Ayant passé en revue les différents articles pertinents des réglementations susmentionnées, la Cour retient que la réglementation vise la personne occupée à temps plein, qui peut soit suspendre intégralement ses prestations de travail pendant trois mois, soit obtenir une suspension partielle, celle-ci pouvant alors s’étendre sur six mois ou plus en fonction de la réduction du temps de travail convenue.

Elle relève par ailleurs que la réglementation ne vise pas, en tant que tel, le travailleur qui est occupé à temps plein mais dans le cadre de deux contrats de travail auprès d’employeurs différents.

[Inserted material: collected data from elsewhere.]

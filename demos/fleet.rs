//! # Demo: fleet
//!
//! Four trucks serve two batches from an in-memory source. The first batch fits
//! the fleet; the second asks for more than the trucks can carry at once, so its
//! leftovers are buffered and planned again in a synthetic round.
//!
//! ## Flow
//! ```text
//! InMemorySource ──► poller ──► CoordinatorActor ──► WorkerActor × 4
//!        ▲                            │
//!        └──── SolutionReport ◄───────┘
//! Bus ──► LogWriter (tracing)
//! ```
//!
//! ## Run
//! ```bash
//! RUST_LOG=routevisor=debug cargo run --example fleet
//! cargo run --example fleet -- fleet.toml
//! ```

use std::sync::Arc;
use std::time::Duration;

use routevisor::{
    Batch, Config, Demand, EventKind, FleetBuilder, InMemorySource, Location, LogWriter,
    Subscribe, WorkerSpec,
};

fn city_batch() -> Batch {
    let stops = [
        (20, 3.0, 4.0),
        (15, -2.0, 6.0),
        (10, 5.0, -5.0),
        (20, -4.0, -3.0),
        (10, 8.0, 1.0),
    ];
    Batch::fresh("city", demands(1, &stops))
}

fn rush_batch() -> Batch {
    let stops = [
        (30, 12.0, 0.0),
        (30, 0.0, 12.0),
        (25, -12.0, 0.0),
        (25, 0.0, -12.0),
        (20, 9.0, 9.0),
        (10, -9.0, -9.0),
    ];
    Batch::fresh("rush", demands(100, &stops))
}

fn demands(first_id: u64, stops: &[(u32, f64, f64)]) -> Vec<Demand> {
    stops
        .iter()
        .zip(first_id..)
        .map(|(&(qty, x, y), id)| Demand::new(id, qty, Location::new(x, y)))
        .collect()
}

#[tokio::main(flavor = "current_thread")]
async fn main() -> Result<(), Box<dyn std::error::Error>> {
    routevisor::init_tracing("info");

    let mut cfg = match std::env::args().nth(1) {
        Some(path) => Config::from_file(path)?,
        None => {
            let mut cfg = Config::default();
            cfg.coordinator.capability_min_wait = Duration::from_millis(500);
            cfg.coordinator.capability_timeout = Duration::from_secs(2);
            cfg.worker.tick = Duration::from_millis(100);
            cfg.worker.speed = 2.0;
            cfg
        }
    };
    cfg = cfg.with_env_overrides();

    let source = Arc::new(InMemorySource::with_batches([city_batch(), rush_batch()]));
    let subs: Vec<Arc<dyn Subscribe>> = vec![Arc::new(LogWriter::new())];
    let fleet = FleetBuilder::new(cfg)
        .with_source(source.clone())
        .with_workers([
            WorkerSpec::new("truck-1", 30, 500.0),
            WorkerSpec::new("truck-2", 30, 500.0),
            WorkerSpec::new("truck-3", 30, 500.0),
            WorkerSpec::new("truck-4", 30, 500.0),
        ])
        .with_subscribers(subs)
        .build()?;

    // Stop once every batch, leftovers included, has been reported.
    let handle = fleet.handle();
    let mut events = handle.events();
    let pending = source.clone();
    let watcher = tokio::spawn(async move {
        while let Ok(ev) = events.recv().await {
            if ev.kind != EventKind::RoundCompleted {
                continue;
            }
            match handle.snapshot().await {
                Ok(s) if s.queued == 0 && s.buffered.is_empty() && !s.busy => {
                    if pending.pending_len().await == 0 {
                        break;
                    }
                }
                Ok(_) => {}
                Err(_) => return,
            }
        }
        handle.shutdown();
    });

    fleet.run().await?;
    watcher.abort();

    for report in source.submitted().await {
        println!(
            "{}: {} routes, served {}/{} ({:.0}%), {} unplaced, distance {:.2}",
            report.batch_id,
            report.routes.len(),
            report.served_qty,
            report.total_qty,
            report.delivery_rate() * 100.0,
            report.unplaced.len(),
            report.total_distance,
        );
    }
    Ok(())
}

Elle relève enfin que les textes légaux font référence à la loi du 22 janvier 1985. Elle note également que deux interprétations peuvent être données à la loi, soit qu’elle exige que le travailleur soit occupé auprès d’un même employeur unique (ce que le texte pourrait indiquer lorsqu’il vise ’son employeur’), soit que les termes en question viseraient l’ensemble des employeurs permettant d’arriver au temps plein.

Puisque l’éventuelle discrimination soulevée réside dans une norme légale (et non réglementaire), la Cour relève qu’il y a lieu de poser une question préjudicielle à la Cour constitutionnelle, seule compétente pour se prononcer sur l’inconstitutionnalité d’une loi.

La Cour interroge en conséquence la Cour constitutionnelle sur le point de savoir si l’article 102 de la loi du 22 janvier 1985, interprété comme n’ouvrant le droit à une indemnité d’interruption de carrière qu’au travailleur occupé à temps plein auprès d’un seul employeur instaure ou non une discrimination au sens des articles 10 et 11 de la Constitution entre les travailleurs occupés à temps plein auprès d’un employeur unique et les travailleurs occupés à temps plein du fait qu’ils cumulent plusieurs contrats de travail à temps partiel.

Intérêt de la décision

L’espèce concerne donc la question de l’exclusion du droit aux indemnités d’interruption pour les travailleurs souhaitant exercer un congé parental lorsqu’ils sont occupés à temps plein, mais dans le cadre de plusieurs contrats de travail différents auprès d’employeurs différents.

La question devrait être résolue par l’arrêt à venir de la Cour constitutionnelle.